* **EXERCISE DIRECTIONS**: Please repeat exactly the lines below from the one containing "to the pool." down to the one containing "let Some(dims) = self.dims.filter(|d|", both included, and nothing else.
[RECORDS SHOWN — start]
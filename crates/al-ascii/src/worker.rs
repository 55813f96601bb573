use std::thread;

use al_core::config::RenderConfig;
use al_core::error::CoreError;
use al_core::frame::{FrameBuffer, GridDims, IndexGrid};
use al_core::traits::GlyphSurface;
use al_render::canvas::GlyphCanvas;
use anyhow::{Context, Result};
use flume::{Receiver, Sender, TryRecvError};

use crate::backend::{RenderBackend, Submission};
use crate::map::FrameMapper;

/// Messages from the render loop to the worker.
#[derive(Debug)]
pub enum WorkerRequest {
    /// First grid size. Sent once.
    Init { cols: u32, rows: u32 },
    /// Grid size changed after `Init`.
    Resize { cols: u32, rows: u32 },
    /// Captured frame to convert. Moved, never copied.
    Frame(FrameBuffer),
}

/// Messages from the worker back to the render loop.
#[derive(Debug)]
pub enum WorkerReply {
    /// One grid per `Frame`. Empty (0×0) when the frame could not be mapped.
    Grid(IndexGrid),
}

/// Worker side of the protocol, independent of threads and channels.
///
/// # Example
/// ```
/// use al_ascii::worker::{GridWorker, WorkerReply, WorkerRequest};
/// use al_core::config::RenderConfig;
/// use al_core::frame::FrameBuffer;
///
/// let mut worker = GridWorker::new(&RenderConfig::default()).unwrap();
/// assert!(worker.handle(WorkerRequest::Init { cols: 4, rows: 2 }).is_none());
/// let Some(WorkerReply::Grid(grid)) = worker.handle(WorkerRequest::Frame(FrameBuffer::new(8, 8)))
/// else { panic!("frames are always answered") };
/// assert_eq!(grid.cells.len(), 8);
/// ```
pub struct GridWorker {
    mapper: FrameMapper,
    dims: Option<GridDims>,
    pool: Vec<Vec<u8>>,
}

/// Grid buffers kept for reuse.
const POOL_CAP: usize = 2;

impl GridWorker {
    /// # Errors
    /// Returns an error if the ramp, cutoff or gamma are invalid.
    pub fn new(config: &RenderConfig) -> Result<Self, CoreError> {
        Ok(Self {
            mapper: FrameMapper::new(config)?,
            dims: None,
            pool: Vec::with_capacity(POOL_CAP),
        })
    }

    /// Process one request. Only `Frame` produces a reply.
    pub fn handle(&mut self, request: WorkerRequest) -> Option<WorkerReply> {
        match request {
            WorkerRequest::Init { cols, rows } | WorkerRequest::Resize { cols, rows } => {
                self.dims = Some(GridDims::new(cols, rows));
                None
            }
            WorkerRequest::Frame(frame) => Some(WorkerReply::Grid(self.convert(frame))),
        }
    }

    /// Return a drawn grid's buffer to the pool.
    pub fn recycle(&mut self, buffer: Vec<u8>) {
        if self.pool.len() < POOL_CAP {
            self.pool.push(buffer);
        }
    }

    fn convert(&mut self, frame: FrameBuffer) -> IndexGrid {
        let Some(dims) = self.dims.filter(|d| !d.is_empty()) else {
            log::debug!("GridWorker: frame before init, released");
            return IndexGrid::new(GridDims::default());
        };
        let buffer = self.pool.pop().unwrap_or_default();
        let mut grid = IndexGrid::from_buffer(buffer, dims);
        match self.mapper.map_into(frame, &mut grid) {
            Ok(true) => grid,
            Ok(false) => {
                self.recycle(grid.into_buffer());
                IndexGrid::new(GridDims::default())
            }
            Err(e) => {
                log::warn!("GridWorker: cannot map frame: {e:#}");
                self.recycle(grid.into_buffer());
                IndexGrid::new(GridDims::default())
            }
        }
    }
}

/// Worker thread body. Runs until the request channel disconnects.
fn worker_loop(
    mut worker: GridWorker,
    request_rx: &Receiver<WorkerRequest>,
    reply_tx: &Sender<WorkerReply>,
    recycle_rx: &Receiver<Vec<u8>>,
) {
    while let Ok(request) = request_rx.recv() {
        for buffer in recycle_rx.try_iter() {
            worker.recycle(buffer);
        }
        if let Some(reply) = worker.handle(request)
            && reply_tx.send(reply).is_err()
        {
            break;
        }
    }
    log::debug!("al-ascii-worker: stopped");
}

/// Backend that maps frames on a dedicated worker thread.
///
/// Frames are moved to the worker and grids are moved back; drawn grid
/// buffers return through a recycle channel. At most one frame is in flight:
/// a frame submitted while busy is dropped, never queued.
pub struct OffloadedBackend {
    request_tx: Option<Sender<WorkerRequest>>,
    reply_rx: Receiver<WorkerReply>,
    recycle_tx: Sender<Vec<u8>>,
    dims: Option<GridDims>,
    busy: bool,
    handle: Option<thread::JoinHandle<()>>,
}

impl OffloadedBackend {
    /// Start the worker thread.
    ///
    /// # Errors
    /// Returns an error if the configuration is invalid or the thread cannot
    /// be spawned.
    pub fn spawn(config: &RenderConfig) -> Result<Self> {
        let worker = GridWorker::new(config)?;
        let (request_tx, request_rx) = flume::unbounded();
        let (reply_tx, reply_rx) = flume::unbounded();
        let (recycle_tx, recycle_rx) = flume::bounded(POOL_CAP);

        let handle = thread::Builder::new()
            .name("al-ascii-worker".to_string())
            .spawn(move || worker_loop(worker, &request_rx, &reply_tx, &recycle_rx))
            .context("cannot spawn the glyph worker thread")?;

        let mut backend = Self::with_channels(request_tx, reply_rx, recycle_tx);
        backend.handle = Some(handle);
        Ok(backend)
    }

    /// Backend talking to an externally driven worker.
    #[must_use]
    pub fn with_channels(
        request_tx: Sender<WorkerRequest>,
        reply_rx: Receiver<WorkerReply>,
        recycle_tx: Sender<Vec<u8>>,
    ) -> Self {
        Self {
            request_tx: Some(request_tx),
            reply_rx,
            recycle_tx,
            dims: None,
            busy: false,
            handle: None,
        }
    }

    /// Disconnect the request channel and join the worker.
    ///
    /// A grid still being computed is discarded with its reply channel.
    fn shutdown(&mut self) {
        self.request_tx = None;
        self.busy = false;
        if let Some(handle) = self.handle.take()
            && handle.join().is_err()
        {
            log::warn!("OffloadedBackend: worker thread panicked");
        }
    }

    fn send(&mut self, request: WorkerRequest) -> bool {
        let Some(tx) = &self.request_tx else {
            return false;
        };
        if tx.send(request).is_ok() {
            return true;
        }
        log::warn!("OffloadedBackend: worker is gone");
        self.request_tx = None;
        false
    }
}

impl<S: GlyphSurface> RenderBackend<S> for OffloadedBackend {
    fn name(&self) -> &'static str {
        "offloaded"
    }

    fn resize(&mut self, dims: GridDims) {
        let request = match self.dims {
            Some(current) if current == dims => return,
            // `Init` carries the first usable size; an empty one is not known yet.
            None if dims.is_empty() => return,
            Some(_) => WorkerRequest::Resize {
                cols: dims.cols,
                rows: dims.rows,
            },
            None => WorkerRequest::Init {
                cols: dims.cols,
                rows: dims.rows,
            },
        };
        if self.send(request) {
            self.dims = Some(dims);
        }
    }

    fn submit_frame(&mut self, frame: FrameBuffer, _canvas: &mut GlyphCanvas<S>) -> Submission {
        if self.busy || !self.dims.is_some_and(|d| !d.is_empty()) {
            return Submission::Dropped;
        }
        if self.send(WorkerRequest::Frame(frame)) {
            self.busy = true;
            Submission::Submitted
        } else {
            Submission::Dropped
        }
    }

    fn poll(&mut self, canvas: &mut GlyphCanvas<S>) -> bool {
        let mut drawn = false;
        loop {
            match self.reply_rx.try_recv() {
                Ok(WorkerReply::Grid(grid)) => {
                    self.busy = false;
                    if grid.is_empty() {
                        continue;
                    }
                    drawn |= canvas.draw_grid(&grid);
                    // A full recycle channel just means the pool is stocked.
                    let _ = self.recycle_tx.try_send(grid.into_buffer());
                }
                Err(TryRecvError::Empty) => break,
                Err(TryRecvError::Disconnected) => {
                    if self.busy {
                        log::warn!("OffloadedBackend: worker stopped with a frame in flight");
                        self.busy = false;
                    }
                    break;
                }
            }
        }
        drawn
    }

    fn is_busy(&self) -> bool {
        self.busy
    }

    fn dispose(&mut self) {
        self.shutdown();
    }
}

impl Drop for OffloadedBackend {
    fn drop(&mut self) {
        self.shutdown();
    }
}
[RECORDS SHOWN — finish]
* **EXERCISE OUTPUT**:
    /// Return a drawn grid's buffer to the pool.
    pub fn recycle(&mut self, buffer: Vec<u8>) {
        if self.pool.len() < POOL_CAP {
            self.pool.push(buffer);
        }
    }

    fn convert(&mut self, frame: FrameBuffer) -> IndexGrid {
        let Some(dims) = self.dims.filter(|d| !d.is_empty()) else {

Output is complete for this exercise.